Data to process >>
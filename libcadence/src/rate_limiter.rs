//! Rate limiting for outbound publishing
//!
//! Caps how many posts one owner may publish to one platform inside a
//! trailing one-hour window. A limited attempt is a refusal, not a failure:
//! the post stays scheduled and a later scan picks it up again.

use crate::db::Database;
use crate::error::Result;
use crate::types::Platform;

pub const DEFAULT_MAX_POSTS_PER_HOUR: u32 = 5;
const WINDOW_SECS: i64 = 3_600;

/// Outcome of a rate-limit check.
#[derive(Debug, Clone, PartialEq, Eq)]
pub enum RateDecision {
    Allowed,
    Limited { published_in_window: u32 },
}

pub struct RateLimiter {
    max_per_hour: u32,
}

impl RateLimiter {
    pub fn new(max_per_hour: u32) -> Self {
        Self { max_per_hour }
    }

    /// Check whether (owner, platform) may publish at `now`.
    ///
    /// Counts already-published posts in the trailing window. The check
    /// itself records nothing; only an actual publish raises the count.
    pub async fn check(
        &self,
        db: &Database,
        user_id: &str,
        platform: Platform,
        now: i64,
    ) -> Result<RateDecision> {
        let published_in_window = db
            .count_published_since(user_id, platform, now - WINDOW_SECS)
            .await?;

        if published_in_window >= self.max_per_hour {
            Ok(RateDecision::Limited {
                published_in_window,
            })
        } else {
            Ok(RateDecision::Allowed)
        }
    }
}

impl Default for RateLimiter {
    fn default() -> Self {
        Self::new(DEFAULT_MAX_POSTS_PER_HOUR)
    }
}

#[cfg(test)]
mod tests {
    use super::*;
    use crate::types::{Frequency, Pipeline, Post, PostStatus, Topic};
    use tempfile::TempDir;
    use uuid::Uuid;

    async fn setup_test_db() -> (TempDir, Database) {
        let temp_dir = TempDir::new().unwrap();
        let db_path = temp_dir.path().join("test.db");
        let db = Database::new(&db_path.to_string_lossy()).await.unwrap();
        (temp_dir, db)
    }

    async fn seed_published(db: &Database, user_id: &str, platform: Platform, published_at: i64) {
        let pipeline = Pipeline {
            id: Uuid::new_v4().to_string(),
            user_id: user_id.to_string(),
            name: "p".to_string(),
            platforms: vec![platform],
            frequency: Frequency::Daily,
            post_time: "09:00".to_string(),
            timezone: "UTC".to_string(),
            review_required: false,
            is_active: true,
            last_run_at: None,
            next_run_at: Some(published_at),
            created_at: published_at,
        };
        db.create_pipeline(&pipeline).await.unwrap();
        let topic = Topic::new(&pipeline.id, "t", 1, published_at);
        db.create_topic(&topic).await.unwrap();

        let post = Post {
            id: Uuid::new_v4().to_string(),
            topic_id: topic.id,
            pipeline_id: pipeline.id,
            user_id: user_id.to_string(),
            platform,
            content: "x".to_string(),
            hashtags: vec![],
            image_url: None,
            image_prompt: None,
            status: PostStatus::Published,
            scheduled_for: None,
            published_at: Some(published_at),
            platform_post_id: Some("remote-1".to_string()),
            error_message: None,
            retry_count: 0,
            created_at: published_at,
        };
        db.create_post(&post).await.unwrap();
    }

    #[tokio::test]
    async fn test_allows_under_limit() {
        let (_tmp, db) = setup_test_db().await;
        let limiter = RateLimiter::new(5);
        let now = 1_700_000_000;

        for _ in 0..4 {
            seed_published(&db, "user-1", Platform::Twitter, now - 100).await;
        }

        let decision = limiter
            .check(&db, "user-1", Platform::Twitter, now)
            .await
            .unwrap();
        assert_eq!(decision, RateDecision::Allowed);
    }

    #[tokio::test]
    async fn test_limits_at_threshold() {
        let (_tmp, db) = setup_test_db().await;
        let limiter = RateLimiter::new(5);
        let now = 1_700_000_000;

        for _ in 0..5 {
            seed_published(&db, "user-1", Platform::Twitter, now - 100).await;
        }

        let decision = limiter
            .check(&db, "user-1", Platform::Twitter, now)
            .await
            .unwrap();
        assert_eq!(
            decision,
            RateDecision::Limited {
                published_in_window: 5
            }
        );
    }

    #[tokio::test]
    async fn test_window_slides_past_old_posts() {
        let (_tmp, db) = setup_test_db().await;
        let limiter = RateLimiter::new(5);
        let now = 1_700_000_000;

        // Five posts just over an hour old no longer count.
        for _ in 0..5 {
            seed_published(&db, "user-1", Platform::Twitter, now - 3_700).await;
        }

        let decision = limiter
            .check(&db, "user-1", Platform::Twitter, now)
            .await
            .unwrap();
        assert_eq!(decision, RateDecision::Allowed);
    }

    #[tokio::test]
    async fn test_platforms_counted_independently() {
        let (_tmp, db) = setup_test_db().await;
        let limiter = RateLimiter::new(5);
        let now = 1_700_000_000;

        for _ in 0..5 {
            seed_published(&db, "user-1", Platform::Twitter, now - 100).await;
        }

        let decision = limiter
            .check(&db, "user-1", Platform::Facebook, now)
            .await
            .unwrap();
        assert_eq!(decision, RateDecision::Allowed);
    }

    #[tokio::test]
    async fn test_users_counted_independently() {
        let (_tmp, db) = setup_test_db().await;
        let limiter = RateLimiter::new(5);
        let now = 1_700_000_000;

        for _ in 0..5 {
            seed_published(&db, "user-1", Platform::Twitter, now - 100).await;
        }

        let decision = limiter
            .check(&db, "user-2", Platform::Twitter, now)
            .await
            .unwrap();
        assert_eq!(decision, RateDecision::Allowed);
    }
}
==
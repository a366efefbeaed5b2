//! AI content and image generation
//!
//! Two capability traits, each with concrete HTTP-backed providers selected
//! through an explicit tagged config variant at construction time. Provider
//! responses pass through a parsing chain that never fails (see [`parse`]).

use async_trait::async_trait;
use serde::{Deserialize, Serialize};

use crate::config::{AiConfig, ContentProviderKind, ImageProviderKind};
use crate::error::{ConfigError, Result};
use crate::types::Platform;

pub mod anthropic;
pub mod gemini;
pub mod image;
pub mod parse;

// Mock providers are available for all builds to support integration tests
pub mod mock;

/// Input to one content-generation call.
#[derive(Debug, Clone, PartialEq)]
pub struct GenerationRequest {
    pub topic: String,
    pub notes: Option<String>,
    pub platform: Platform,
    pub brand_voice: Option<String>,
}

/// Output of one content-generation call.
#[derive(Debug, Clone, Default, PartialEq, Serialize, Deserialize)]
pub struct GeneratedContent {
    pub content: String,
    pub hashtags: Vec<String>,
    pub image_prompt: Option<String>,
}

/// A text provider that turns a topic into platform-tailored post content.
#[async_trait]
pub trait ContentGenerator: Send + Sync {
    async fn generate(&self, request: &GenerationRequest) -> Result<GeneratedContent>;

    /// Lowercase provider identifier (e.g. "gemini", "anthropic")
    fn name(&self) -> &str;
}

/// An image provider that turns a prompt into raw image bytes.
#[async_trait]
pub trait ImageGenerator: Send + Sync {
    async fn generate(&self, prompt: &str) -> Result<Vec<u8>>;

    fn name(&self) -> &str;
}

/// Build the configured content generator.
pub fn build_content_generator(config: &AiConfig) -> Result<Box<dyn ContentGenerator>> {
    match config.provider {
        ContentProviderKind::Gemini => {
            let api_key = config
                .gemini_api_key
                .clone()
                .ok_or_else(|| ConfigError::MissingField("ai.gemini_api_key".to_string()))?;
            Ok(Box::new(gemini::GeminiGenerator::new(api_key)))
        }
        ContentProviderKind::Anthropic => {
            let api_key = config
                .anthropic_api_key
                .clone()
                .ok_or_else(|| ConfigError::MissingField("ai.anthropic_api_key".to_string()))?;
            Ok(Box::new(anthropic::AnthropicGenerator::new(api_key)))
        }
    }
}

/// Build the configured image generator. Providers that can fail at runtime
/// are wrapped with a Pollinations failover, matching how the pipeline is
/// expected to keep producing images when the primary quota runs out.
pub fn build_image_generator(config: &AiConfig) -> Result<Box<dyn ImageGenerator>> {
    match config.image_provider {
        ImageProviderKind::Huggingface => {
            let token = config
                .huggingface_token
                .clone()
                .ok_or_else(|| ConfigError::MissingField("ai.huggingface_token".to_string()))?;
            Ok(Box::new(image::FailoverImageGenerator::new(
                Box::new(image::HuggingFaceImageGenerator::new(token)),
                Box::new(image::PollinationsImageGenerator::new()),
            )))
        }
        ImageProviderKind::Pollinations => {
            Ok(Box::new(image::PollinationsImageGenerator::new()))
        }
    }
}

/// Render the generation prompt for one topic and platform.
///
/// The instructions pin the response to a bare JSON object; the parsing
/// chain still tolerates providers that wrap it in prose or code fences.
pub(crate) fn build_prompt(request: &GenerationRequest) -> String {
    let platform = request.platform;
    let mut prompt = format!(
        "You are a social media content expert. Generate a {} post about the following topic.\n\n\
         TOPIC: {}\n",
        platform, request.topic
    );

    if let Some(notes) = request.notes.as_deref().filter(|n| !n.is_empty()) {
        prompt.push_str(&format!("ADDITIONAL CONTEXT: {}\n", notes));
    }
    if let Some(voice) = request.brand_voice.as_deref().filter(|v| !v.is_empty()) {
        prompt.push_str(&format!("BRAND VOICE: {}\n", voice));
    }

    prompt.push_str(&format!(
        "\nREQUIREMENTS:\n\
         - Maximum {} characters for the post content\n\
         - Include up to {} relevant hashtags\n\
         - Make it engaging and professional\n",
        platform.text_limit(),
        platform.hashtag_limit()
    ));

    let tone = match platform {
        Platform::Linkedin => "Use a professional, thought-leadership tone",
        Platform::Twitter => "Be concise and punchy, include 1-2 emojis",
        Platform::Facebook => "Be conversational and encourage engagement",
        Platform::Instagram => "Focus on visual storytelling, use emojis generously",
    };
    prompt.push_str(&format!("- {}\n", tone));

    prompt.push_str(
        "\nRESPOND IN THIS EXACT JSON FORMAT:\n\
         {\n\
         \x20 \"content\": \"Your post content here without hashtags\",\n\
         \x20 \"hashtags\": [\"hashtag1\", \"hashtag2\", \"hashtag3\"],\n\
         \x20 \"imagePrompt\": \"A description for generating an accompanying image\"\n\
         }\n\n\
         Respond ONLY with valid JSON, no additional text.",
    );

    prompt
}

What needs to be done >>
Apply a filter to the listing above so that only lines with "owner" are kept, and copy those lines.

Reply to the exercise >>
//! Caps how many posts one owner may publish to one platform inside a
    /// Check whether (owner, platform) may publish at `now`.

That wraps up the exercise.